__How to complete this task__
In the records below, find the line that contains "async fn verify(&self, token: &str) -> Result<Identity>;" and the line that contains "#[derive(Deserialize)]", then retype exactly those two lines and every line between them.

[Records from a collection]
■ ■ ■ ■ ■
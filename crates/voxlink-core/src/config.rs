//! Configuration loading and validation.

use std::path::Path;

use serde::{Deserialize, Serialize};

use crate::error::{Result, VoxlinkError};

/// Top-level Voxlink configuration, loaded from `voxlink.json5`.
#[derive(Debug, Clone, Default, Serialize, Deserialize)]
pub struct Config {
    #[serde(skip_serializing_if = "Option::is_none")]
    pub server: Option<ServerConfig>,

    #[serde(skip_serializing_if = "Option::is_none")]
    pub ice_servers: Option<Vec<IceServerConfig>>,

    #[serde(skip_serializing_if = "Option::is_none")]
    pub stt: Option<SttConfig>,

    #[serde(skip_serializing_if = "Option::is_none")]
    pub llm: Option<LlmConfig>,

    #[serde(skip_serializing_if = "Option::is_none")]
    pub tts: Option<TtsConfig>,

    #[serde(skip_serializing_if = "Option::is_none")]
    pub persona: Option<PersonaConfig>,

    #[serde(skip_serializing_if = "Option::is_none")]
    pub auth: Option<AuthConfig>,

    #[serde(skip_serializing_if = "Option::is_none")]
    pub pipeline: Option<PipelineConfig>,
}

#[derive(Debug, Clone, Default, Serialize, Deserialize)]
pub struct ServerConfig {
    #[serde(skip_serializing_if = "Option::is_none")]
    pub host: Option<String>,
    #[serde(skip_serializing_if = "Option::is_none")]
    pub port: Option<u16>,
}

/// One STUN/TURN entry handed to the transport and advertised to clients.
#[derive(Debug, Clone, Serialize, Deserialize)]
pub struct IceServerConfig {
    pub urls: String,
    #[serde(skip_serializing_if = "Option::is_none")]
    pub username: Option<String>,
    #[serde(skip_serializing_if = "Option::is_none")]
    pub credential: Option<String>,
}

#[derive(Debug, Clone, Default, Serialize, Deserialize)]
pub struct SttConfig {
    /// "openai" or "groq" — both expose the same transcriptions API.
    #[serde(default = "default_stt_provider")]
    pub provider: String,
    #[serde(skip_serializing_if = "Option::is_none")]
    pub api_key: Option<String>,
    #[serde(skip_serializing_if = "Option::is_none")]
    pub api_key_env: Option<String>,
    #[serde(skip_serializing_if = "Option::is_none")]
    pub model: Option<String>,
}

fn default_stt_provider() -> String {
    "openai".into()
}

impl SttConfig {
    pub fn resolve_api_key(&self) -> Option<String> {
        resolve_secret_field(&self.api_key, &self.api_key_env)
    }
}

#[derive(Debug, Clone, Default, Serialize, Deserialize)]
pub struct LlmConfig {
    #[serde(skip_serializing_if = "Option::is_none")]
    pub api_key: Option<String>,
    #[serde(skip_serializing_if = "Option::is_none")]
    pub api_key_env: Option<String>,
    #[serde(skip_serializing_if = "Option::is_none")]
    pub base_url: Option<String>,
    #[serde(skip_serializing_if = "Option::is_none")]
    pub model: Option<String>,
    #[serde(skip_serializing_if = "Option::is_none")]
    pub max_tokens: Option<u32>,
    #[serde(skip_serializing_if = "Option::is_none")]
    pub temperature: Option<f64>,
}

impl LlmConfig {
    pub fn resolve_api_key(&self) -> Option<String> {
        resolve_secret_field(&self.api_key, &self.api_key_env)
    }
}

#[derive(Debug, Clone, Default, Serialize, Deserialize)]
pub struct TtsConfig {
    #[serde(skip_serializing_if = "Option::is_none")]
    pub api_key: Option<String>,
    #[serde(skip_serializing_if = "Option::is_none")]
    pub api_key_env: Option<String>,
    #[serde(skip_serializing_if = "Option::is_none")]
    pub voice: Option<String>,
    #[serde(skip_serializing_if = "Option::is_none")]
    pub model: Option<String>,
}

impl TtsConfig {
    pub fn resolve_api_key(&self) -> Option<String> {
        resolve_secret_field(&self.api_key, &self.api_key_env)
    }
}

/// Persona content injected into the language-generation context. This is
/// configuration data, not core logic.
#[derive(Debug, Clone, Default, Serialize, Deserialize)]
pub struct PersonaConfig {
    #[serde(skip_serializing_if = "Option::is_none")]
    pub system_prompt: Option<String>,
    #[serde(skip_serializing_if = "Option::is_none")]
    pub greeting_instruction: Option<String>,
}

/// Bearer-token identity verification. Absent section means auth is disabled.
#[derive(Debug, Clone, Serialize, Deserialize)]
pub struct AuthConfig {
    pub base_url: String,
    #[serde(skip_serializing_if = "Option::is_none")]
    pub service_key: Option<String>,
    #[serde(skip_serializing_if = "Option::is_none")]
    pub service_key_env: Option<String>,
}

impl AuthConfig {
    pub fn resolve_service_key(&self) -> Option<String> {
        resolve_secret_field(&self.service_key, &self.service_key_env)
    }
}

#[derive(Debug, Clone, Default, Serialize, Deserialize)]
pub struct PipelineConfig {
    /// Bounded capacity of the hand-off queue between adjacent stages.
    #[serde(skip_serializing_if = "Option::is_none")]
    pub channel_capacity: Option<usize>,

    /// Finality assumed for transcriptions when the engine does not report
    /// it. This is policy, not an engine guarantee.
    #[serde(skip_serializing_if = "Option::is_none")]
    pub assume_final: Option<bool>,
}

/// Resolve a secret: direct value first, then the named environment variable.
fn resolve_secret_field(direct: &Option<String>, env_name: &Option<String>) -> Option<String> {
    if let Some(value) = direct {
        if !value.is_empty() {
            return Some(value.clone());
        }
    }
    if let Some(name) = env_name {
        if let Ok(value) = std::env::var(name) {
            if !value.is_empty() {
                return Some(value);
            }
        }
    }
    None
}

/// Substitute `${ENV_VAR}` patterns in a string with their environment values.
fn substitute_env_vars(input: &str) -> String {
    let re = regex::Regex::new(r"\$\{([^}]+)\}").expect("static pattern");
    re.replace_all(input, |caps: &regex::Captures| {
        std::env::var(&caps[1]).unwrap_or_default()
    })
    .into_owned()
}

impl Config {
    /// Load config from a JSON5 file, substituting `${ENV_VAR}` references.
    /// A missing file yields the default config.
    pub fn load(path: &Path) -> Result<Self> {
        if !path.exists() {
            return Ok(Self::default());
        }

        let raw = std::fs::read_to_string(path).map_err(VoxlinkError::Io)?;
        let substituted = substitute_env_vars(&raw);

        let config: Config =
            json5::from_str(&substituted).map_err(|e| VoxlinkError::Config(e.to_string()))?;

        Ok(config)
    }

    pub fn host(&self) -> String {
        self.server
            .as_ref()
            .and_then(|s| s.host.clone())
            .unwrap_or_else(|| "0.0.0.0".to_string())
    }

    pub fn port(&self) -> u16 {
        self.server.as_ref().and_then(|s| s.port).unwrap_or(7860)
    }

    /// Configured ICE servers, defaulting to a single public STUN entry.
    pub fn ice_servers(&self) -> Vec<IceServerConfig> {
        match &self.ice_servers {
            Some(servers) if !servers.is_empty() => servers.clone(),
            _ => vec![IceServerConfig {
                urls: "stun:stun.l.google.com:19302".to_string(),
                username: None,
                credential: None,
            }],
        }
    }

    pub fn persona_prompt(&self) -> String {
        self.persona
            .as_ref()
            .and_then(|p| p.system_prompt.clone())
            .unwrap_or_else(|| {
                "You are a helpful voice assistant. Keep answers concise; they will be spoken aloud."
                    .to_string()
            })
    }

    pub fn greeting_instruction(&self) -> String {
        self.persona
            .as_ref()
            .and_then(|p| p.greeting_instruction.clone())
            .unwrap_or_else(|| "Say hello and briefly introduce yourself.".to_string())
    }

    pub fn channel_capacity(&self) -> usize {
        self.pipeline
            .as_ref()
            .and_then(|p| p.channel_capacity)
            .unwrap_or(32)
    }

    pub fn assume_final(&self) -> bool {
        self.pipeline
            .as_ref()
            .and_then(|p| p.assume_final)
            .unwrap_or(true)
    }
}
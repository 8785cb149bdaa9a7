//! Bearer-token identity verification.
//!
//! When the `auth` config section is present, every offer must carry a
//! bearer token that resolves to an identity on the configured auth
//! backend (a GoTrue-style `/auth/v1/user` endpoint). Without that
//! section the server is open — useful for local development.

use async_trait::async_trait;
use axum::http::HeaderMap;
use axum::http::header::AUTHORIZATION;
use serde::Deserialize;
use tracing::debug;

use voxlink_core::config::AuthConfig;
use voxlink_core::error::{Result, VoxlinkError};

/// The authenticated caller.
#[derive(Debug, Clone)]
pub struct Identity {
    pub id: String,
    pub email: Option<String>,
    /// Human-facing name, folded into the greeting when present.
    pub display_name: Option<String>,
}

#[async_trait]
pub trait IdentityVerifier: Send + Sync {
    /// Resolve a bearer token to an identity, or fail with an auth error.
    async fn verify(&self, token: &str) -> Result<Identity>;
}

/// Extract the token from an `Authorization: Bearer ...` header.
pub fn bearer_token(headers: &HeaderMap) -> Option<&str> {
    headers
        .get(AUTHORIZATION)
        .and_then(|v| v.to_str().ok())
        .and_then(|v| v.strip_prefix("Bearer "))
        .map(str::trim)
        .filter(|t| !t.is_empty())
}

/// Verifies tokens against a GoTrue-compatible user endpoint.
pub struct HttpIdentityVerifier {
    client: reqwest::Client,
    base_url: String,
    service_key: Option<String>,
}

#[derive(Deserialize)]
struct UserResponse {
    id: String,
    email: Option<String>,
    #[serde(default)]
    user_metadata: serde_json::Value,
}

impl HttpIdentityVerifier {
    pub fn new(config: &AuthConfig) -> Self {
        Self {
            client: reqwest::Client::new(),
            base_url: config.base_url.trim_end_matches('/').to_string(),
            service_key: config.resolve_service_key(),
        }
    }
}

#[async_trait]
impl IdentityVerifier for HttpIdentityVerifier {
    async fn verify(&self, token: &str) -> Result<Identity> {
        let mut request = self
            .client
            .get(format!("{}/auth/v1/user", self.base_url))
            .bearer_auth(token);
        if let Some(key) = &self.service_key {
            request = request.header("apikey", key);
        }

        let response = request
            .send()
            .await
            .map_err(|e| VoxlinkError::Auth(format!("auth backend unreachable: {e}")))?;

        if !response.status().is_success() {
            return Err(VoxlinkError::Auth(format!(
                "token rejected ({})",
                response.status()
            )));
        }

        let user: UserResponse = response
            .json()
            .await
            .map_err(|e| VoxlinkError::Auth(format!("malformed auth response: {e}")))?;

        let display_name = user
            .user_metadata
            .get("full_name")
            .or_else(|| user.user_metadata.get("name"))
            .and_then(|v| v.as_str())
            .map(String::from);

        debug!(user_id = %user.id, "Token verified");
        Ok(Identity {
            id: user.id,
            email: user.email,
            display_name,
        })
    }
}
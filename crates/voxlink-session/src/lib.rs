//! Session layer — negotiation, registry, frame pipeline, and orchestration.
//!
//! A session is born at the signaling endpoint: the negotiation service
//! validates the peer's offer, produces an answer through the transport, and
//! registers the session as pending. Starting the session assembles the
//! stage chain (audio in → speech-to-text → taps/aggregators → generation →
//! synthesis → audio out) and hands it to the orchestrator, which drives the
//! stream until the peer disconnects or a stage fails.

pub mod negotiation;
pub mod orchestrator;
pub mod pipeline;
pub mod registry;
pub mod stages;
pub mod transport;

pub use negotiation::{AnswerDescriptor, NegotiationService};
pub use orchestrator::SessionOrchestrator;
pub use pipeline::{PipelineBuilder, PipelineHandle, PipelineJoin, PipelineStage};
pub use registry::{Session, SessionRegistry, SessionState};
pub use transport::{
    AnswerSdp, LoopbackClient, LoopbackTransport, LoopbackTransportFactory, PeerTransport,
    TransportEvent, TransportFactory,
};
■ ■ ■ ■ ■
__Response to this task__
    async fn verify(&self, token: &str) -> Result<Identity>;
}

/// Extract the token from an `Authorization: Bearer ...` header.
pub fn bearer_token(headers: &HeaderMap) -> Option<&str> {
    headers
        .get(AUTHORIZATION)
        .and_then(|v| v.to_str().ok())
        .and_then(|v| v.strip_prefix("Bearer "))
        .map(str::trim)
        .filter(|t| !t.is_empty())
}

/// Verifies tokens against a GoTrue-compatible user endpoint.
pub struct HttpIdentityVerifier {
    client: reqwest::Client,
    base_url: String,
    service_key: Option<String>,
}

#[derive(Deserialize)]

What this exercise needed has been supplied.